START MATERIALS PROVIDED

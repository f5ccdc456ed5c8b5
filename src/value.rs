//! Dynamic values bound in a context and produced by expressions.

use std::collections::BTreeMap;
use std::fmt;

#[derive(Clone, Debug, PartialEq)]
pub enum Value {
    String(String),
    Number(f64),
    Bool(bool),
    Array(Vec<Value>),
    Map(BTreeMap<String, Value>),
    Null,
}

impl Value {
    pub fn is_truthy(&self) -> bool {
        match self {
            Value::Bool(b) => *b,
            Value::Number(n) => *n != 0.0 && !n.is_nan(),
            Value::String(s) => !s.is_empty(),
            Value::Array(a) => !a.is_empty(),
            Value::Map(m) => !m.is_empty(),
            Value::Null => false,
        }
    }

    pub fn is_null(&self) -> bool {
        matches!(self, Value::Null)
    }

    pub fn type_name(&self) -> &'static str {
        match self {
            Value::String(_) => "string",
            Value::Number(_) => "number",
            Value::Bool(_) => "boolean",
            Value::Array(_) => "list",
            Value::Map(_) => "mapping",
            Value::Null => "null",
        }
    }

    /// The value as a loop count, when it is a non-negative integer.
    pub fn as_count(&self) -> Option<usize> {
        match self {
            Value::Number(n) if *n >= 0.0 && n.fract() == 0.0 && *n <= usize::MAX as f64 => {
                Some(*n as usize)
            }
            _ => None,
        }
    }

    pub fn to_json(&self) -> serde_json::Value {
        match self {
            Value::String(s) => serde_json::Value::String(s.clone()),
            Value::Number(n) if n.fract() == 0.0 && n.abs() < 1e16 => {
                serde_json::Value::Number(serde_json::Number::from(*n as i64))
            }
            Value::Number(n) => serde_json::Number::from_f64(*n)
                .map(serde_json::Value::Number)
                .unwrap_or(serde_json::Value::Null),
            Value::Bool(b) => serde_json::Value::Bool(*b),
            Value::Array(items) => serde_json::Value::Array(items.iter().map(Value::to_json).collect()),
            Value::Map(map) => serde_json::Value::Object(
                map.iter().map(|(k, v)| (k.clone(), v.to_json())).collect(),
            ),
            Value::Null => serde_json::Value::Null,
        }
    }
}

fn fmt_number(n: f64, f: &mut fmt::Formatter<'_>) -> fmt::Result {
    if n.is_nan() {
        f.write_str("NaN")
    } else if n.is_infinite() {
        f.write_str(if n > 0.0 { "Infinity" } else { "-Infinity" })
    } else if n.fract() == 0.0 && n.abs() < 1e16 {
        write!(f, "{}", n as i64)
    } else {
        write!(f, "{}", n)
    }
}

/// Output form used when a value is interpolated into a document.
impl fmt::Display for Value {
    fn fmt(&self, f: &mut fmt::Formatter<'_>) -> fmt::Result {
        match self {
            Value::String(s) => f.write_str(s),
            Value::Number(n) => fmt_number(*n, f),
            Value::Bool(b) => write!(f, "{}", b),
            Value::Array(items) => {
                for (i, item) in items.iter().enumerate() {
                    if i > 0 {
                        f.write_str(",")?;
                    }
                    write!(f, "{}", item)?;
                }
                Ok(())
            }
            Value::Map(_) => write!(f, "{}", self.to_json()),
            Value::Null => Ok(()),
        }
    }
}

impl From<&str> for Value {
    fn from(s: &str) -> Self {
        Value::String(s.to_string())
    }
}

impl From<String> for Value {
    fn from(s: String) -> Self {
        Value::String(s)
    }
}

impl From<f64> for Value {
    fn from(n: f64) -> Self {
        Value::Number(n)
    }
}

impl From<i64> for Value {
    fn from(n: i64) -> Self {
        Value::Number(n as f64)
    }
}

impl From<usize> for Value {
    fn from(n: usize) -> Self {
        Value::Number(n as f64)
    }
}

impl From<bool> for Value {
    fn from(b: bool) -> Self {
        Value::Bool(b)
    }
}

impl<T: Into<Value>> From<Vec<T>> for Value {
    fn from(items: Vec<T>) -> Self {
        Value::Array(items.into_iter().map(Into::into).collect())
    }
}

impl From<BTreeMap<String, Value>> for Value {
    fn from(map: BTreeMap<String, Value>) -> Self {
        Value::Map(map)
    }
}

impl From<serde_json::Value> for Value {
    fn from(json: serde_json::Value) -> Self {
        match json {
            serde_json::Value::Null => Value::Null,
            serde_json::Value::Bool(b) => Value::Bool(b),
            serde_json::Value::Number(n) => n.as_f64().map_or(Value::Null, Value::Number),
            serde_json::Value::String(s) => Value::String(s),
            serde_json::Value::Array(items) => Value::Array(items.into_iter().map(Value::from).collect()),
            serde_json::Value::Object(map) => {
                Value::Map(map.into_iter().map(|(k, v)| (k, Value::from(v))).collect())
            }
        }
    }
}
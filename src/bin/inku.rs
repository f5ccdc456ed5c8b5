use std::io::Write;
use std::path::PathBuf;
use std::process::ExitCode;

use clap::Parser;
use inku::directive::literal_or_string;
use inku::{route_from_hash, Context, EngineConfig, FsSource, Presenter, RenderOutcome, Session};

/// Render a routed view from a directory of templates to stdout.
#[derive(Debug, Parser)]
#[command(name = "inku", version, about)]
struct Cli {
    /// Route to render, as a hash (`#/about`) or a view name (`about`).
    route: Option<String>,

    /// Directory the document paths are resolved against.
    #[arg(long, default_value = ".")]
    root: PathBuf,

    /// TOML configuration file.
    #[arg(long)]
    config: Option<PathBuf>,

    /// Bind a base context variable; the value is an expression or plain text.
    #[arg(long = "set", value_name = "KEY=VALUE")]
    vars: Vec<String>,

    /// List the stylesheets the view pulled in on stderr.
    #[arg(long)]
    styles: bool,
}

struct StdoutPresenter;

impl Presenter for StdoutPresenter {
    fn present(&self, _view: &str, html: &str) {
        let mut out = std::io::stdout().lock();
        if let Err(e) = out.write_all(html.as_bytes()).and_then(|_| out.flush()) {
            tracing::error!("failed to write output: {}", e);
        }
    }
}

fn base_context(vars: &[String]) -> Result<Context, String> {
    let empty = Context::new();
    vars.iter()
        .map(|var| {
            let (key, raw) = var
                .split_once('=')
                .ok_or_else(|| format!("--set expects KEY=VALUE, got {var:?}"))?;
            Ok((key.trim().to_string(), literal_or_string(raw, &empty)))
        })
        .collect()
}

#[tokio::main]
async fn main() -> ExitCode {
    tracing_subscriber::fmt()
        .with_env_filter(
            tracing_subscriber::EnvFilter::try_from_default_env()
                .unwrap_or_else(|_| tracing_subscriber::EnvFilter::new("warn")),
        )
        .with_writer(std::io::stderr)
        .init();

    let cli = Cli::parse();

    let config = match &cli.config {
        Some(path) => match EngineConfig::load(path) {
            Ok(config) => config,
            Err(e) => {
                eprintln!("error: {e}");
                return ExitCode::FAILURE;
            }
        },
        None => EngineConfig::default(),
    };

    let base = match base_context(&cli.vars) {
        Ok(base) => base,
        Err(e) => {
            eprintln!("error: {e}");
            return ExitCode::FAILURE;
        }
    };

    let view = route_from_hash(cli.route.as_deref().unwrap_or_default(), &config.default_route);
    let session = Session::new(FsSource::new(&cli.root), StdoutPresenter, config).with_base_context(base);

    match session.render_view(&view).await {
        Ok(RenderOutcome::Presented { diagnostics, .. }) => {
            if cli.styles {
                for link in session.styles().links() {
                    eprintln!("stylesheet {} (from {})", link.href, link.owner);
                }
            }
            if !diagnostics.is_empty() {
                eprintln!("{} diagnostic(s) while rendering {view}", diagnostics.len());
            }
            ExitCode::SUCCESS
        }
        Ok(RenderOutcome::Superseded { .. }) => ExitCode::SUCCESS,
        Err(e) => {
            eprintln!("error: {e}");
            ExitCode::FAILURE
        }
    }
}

END MATERIALS PROVIDED

■ **WHAT THE EXERCISE ASKS**: The lines above, from the first through the one containing "Value::Number(n) if *n", must be restated word for word, with nothing added.

■ **ANSWER TO THE PROBLEM**:
repository f5ccdc456ed5c8b5
filename src/value.rs
//! Dynamic values bound in a context and produced by expressions.

use std::collections::BTreeMap;
use std::fmt;

#[derive(Clone, Debug, PartialEq)]
pub enum Value {
    String(String),
    Number(f64),
    Bool(bool),
    Array(Vec<Value>),
    Map(BTreeMap<String, Value>),
    Null,
}

impl Value {
    pub fn is_truthy(&self) -> bool {
        match self {
            Value::Bool(b) => *b,
            Value::Number(n) => *n != 0.0 && !n.is_nan(),
            Value::String(s) => !s.is_empty(),
            Value::Array(a) => !a.is_empty(),
            Value::Map(m) => !m.is_empty(),
            Value::Null => false,
        }
    }

    pub fn is_null(&self) -> bool {
        matches!(self, Value::Null)
    }

    pub fn type_name(&self) -> &'static str {
        match self {
            Value::String(_) => "string",
            Value::Number(_) => "number",
            Value::Bool(_) => "boolean",
            Value::Array(_) => "list",
            Value::Map(_) => "mapping",
            Value::Null => "null",
        }
    }

    /// The value as a loop count, when it is a non-negative integer.
    pub fn as_count(&self) -> Option<usize> {
        match self {
            Value::Number(n) if *n >= 0.0 && n.fract() == 0.0 && *n <= usize::MAX as f64 => {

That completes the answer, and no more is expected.